И это при том, что после накопившихся за четыре года привязанностей Саммер изо всех сил старается прожить три месяца в этом эмоциональном болоте.
– О, да чем угодно, – восхищенно сказала Элли. – Просто делайте то, что делаете! Только разрешите мне быть здесь и наблюдать. Это все, что я хочу. Вы не будете возражать, если я поснимаю? Это вам не помешает?
– Мои кухни – ваши кухни, – улыбнулся Люк.
Интересно, какому количеству женщин принадлежат его проклятые кухни? Саммер закусила губу, чтобы с расстройства не сказать Элли Восторженной, что фактически это кухни не Люка, а Саммер, и ей, Элли, тут не рады.
Она готова побиться об заклад, что такие слова привлекли бы внимание Люка. Ей представилось, что тогда весь свет исчезнет в его внезапном темном гневе. И затем она подумала, как отлично он будет контролировать себя, когда вслед за ней пройдет сквозь ту тьму, и голодная дрожь пробежала по ее телу.
– Садись. – Люк похлопал по столу рядом с собой. И это когда Саммер уже целый час стояла на другой стороне комнаты, подпирая стену возле двери. – Я работаю над новым десертом, – сказал он Элли.
У той чуть не случился сердечный приступ от такой радости.
– О! О, и мне можно будет смотреть? И описать в моем блоге прежде, чем вы отправите его в ресторан? О, мой бог.
– Не называйте его так, – проговорился неугомонный Патрик, и Саммер подавилась смешком. – Ведь если люди будут все время так говорить, он будет заставлять нас становиться на колени и молиться на него каждое утро, сразу после того, как мы сюда войдем.
– Ты и так тратишь впустую очень много времени, хотя у тебя нет оправдания в виде ежедневной молитвы, – сухо сказал Люк. Подавленный смех Саммер опять привлек его взгляд.
Их глаза встретились, и тьма накрыла ее. Как убежище. Как подарок. Ее кисти медленно скользнули вверх из дерзкого сексуального положения на бедрах и прошлись по ее собственным предплечьям, лаская эту тьму. Как будто она была какой-то крошечной искоркой, дрейфующей целую вечность по ветру, чтобы ее в конце концов поймала твердая рука. А другая рука накрыла ее, образуя панцирь из тьмы. Уютно устроившись между двух осторожных сильных рук, Саммер на мгновение почувствовала себя очень защищенной, умиротворенной и согретой.
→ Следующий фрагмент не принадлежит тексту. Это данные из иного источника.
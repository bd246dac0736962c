// JDWP bridge over JVMTI
//
// Exposes a debug protocol command surface on top of an in-process native
// instrumentation layer:
// - Reference tracking (native handles to protocol identifiers)
// - Class, method, object, thread and stack frame inspection
// - Event requests (breakpoints, stepping, exceptions, lifecycle)
// - Event delivery to a single attached session

pub mod config;
pub mod environment;
pub mod eventloop;
pub mod events;
pub mod mock;
pub mod native;
pub mod protocol;
pub mod reference;
pub mod service;
pub mod signature;
pub mod types;
pub mod values;

pub mod eventrequest;
pub mod method;
pub mod object;
pub mod reftype;
pub mod stackframe;
pub mod thread;
pub mod vm;

pub use config::BridgeConfig;
pub use eventloop::{EventProcessor, SuspendTarget};
pub use events::{
    Event, EventDetails, EventKind, EventModifier, EventSet, StepDepth, StepSize, SuspendPolicy,
};
pub use mock::MockJavaVm;
pub use protocol::{ProtocolError, ProtocolResult};
pub use service::DebugProtocolService;
#[cfg(test)]
mod tests {
    use super::*;
    use crate::environment::get_environment;
    use crate::mock::MockJavaVm;
    use crate::native::Capabilities;
    use std::sync::Arc;

    fn vm() -> MockJavaVm {
        let vm = MockJavaVm::new();
        vm.jvmti().add_capabilities(&Capabilities::default()).unwrap();
        vm
    }

    #[test]
    fn test_track_then_resolve_round_trip() {
        let vm = vm();
        let class = vm.define_class("Lcom/example/Foo;");
        let object = vm.new_object(class);
        let env = get_environment(&vm).unwrap();
        let tracker = ReferenceTracker::new();

        let local = ScopedLocalRef::new(&env.jni, vm.local_ref(object));
        let id = tracker.track_new(&env, local.get()).unwrap();
        drop(local);

        let global = tracker.resolve(id).unwrap();
        assert_eq!(vm.heap_id(global), Some(object));
        assert_eq!(vm.outstanding_local_refs(), 0);
    }

    #[test]
    fn test_same_object_same_id() {
        let vm = vm();
        let object = vm.new_string("hello");
        let env = get_environment(&vm).unwrap();
        let tracker = ReferenceTracker::new();

        let first = ScopedLocalRef::new(&env.jni, vm.local_ref(object));
        let second = ScopedLocalRef::new(&env.jni, vm.local_ref(object));
        assert_ne!(first.get(), second.get());

        let a = tracker.track_new(&env, first.get()).unwrap();
        let b = tracker.track_new(&env, second.get()).unwrap();
        assert_eq!(a, b);
        assert_eq!(tracker.len(), 1);
        assert_eq!(vm.outstanding_global_refs(), 1);
    }

    #[test]
    fn test_null_tracks_to_null_id() {
        let vm = vm();
        let env = get_environment(&vm).unwrap();
        let tracker = ReferenceTracker::new();

        assert_eq!(tracker.track_new(&env, JObject::NULL).unwrap(), 0);
        assert!(tracker.is_empty());
        assert!(tracker.acquire_local(&env, 0).is_null());
        assert_eq!(
            tracker.acquire_object(&env, 0).err(),
            Some(ProtocolError::InvalidObject)
        );
    }

    #[test]
    fn test_release_invalidates_id() {
        let vm = vm();
        let object = vm.new_string("gone");
        let env = get_environment(&vm).unwrap();
        let tracker = ReferenceTracker::new();

        let local = ScopedLocalRef::new(&env.jni, vm.local_ref(object));
        let id = tracker.track_new(&env, local.get()).unwrap();

        tracker.release(&env, id).unwrap();
        assert_eq!(tracker.resolve(id), Err(ProtocolError::InvalidObject));
        assert_eq!(tracker.release(&env, id), Err(ProtocolError::InvalidObject));
        assert_eq!(vm.outstanding_global_refs(), 0);

        // a stale tag must not resurrect the old id
        let again = tracker.track_new(&env, local.get()).unwrap();
        assert_ne!(again, id);
    }

    #[test]
    fn test_dispose_counts_references() {
        let vm = vm();
        let object = vm.new_string("counted");
        let env = get_environment(&vm).unwrap();
        let tracker = ReferenceTracker::new();

        let local = ScopedLocalRef::new(&env.jni, vm.local_ref(object));
        let id = tracker.track_new(&env, local.get()).unwrap();
        tracker.track_new(&env, local.get()).unwrap();
        tracker.track_new(&env, local.get()).unwrap();

        tracker.dispose(&env, id, 2).unwrap();
        assert!(tracker.resolve(id).is_ok());
        tracker.dispose(&env, id, 1).unwrap();
        assert_eq!(tracker.resolve(id), Err(ProtocolError::InvalidObject));
    }

    #[test]
    fn test_scoped_ref_released_on_early_return() {
        let vm = vm();
        let object = vm.new_string("scoped");
        let env = get_environment(&vm).unwrap();

        fn fails<J: JniEnv>(jni: &J, object: JObject) -> ProtocolResult<()> {
            let _guard = ScopedLocalRef::new(jni, object);
            Err(ProtocolError::Internal)
        }

        assert!(fails(&env.jni, vm.local_ref(object)).is_err());
        assert_eq!(vm.outstanding_local_refs(), 0);
    }

    #[test]
    fn test_track_object_tags_by_runtime_class() {
        let vm = vm();
        let string = vm.new_string("s");
        let array = vm.new_array("[I", Vec::new());
        let env = get_environment(&vm).unwrap();
        let tracker = ReferenceTracker::new();

        let local = ScopedLocalRef::new(&env.jni, vm.local_ref(string));
        let tagged = tracker.track_object(&env, local.get(), TypeTag::Object).unwrap();
        assert_eq!(tagged.tag, TypeTag::String);

        let local = ScopedLocalRef::new(&env.jni, vm.local_ref(array));
        let tagged = tracker.track_object(&env, local.get(), TypeTag::Object).unwrap();
        assert_eq!(tagged.tag, TypeTag::Array);

        let null = tracker.track_object(&env, JObject::NULL, TypeTag::Array).unwrap();
        assert_eq!(null, TaggedObjectId { tag: TypeTag::Array, object_id: 0 });
    }

    #[test]
    fn test_dead_thread_is_not_alive() {
        let vm = vm();
        let thread = vm.spawn_thread("worker");
        let env = get_environment(&vm).unwrap();
        let tracker = ReferenceTracker::new();

        let local = ScopedLocalRef::new(&env.jni, vm.local_ref(thread));
        let id = tracker.track_new(&env, local.get()).unwrap();
        drop(local);

        assert!(tracker.acquire_thread(&env, id).is_alive());
        vm.terminate_thread(thread);
        assert!(!tracker.acquire_thread(&env, id).is_alive());
        assert!(!tracker.acquire_thread(&env, 9999).is_alive());
        assert_eq!(vm.outstanding_local_refs(), 0);
    }

    #[test]
    fn test_concurrent_tracking_has_no_lost_updates() {
        let vm = Arc::new(vm());
        let objects: Vec<_> = (0..32).map(|i| vm.new_string(&format!("s{}", i))).collect();
        let tracker = Arc::new(ReferenceTracker::new());

        let handles: Vec<_> = (0..4)
            .map(|_| {
                let vm = Arc::clone(&vm);
                let tracker = Arc::clone(&tracker);
                let objects = objects.clone();
                std::thread::spawn(move || {
                    let env = get_environment(&*vm).unwrap();
                    objects
                        .iter()
                        .map(|object| {
                            let local = ScopedLocalRef::new(&env.jni, vm.local_ref(*object));
                            tracker.track_new(&env, local.get()).unwrap()
                        })
                        .collect::<Vec<_>>()
                })
            })
            .collect();

        let results: Vec<Vec<ObjectId>> = handles.into_iter().map(|h| h.join().unwrap()).collect();
        for ids in &results[1..] {
            assert_eq!(ids, &results[0]);
        }
        assert_eq!(tracker.len(), objects.len());
        assert_eq!(vm.outstanding_global_refs(), objects.len());
        assert_eq!(vm.outstanding_local_refs(), 0);
    }
}
// Environment accessor
//
// Every operation re-derives its environment: the calling thread may differ
// between invocations.

use crate::native::JavaVm;
use crate::protocol::{ProtocolError, ProtocolResult};
use tracing::warn;

/// The JVMTI environment plus the calling thread's JNI environment
pub struct Environment<'vm, V: JavaVm> {
    pub jvmti: &'vm V::Jvmti,
    pub jni: V::Jni,
}

/// Attach the calling thread to the VM as a daemon and return its environment
pub fn get_environment<V: JavaVm>(vm: &V) -> ProtocolResult<Environment<'_, V>> {
    let jni = vm.attach_current_thread_as_daemon().map_err(|e| {
        warn!("Failed to attach thread to VM: {}", e);
        ProtocolError::Internal
    })?;

    Ok(Environment {
        jvmti: vm.jvmti(),
        jni,
    })
}

#[cfg(test)]
mod tests {
    use super::*;
    use crate::mock::MockJavaVm;

    #[test]
    fn test_attach_failure_is_internal() {
        let vm = MockJavaVm::new();
        assert!(get_environment(&vm).is_ok());

        vm.set_attach_fails(true);
        assert_eq!(get_environment(&vm).err(), Some(ProtocolError::Internal));
    }
}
Погоди, как это случилось? Саммер, никогда не отдавай себя в руки мужчины, который думает, что ты ничего не стоишь. Если ты так сделаешь, ему будет очень легко сокрушить тебя.
– Этот десерт я хотел начать с чего-то темного, – сказал Люк.
Да, с темного. Со сладкой, твердой тьмы.
– Крутая и неровная скала. Впечатляющая. – Он потянул к себе отливку из темного шоколада. О. Он даже не говорит с Саммер. Он показывает Ее Наглости, над чем работает. – Внутри будет нечто более мягкое, более сладкое, но тоже темное. – Он перевернул отливку, чтобы показать Элли прочное донышко. – Слои ganache[62] и мягкий карамельный coulis[63] с добавлением точно необходимого количества бузины, затем чабрец, корица, карри, потом чистое темное венесуэльское какао. Когда вы будете его есть, у вас появится ощущение, что вы все глубже и глубже уходите в землю.
Саммер потирала руки в ритме его слов. Она чувствовала себя ребенком, который одиноко лежит в своей постели и смотрит, как другого ребенка укачивают, напевая сладкую колыбельную песню.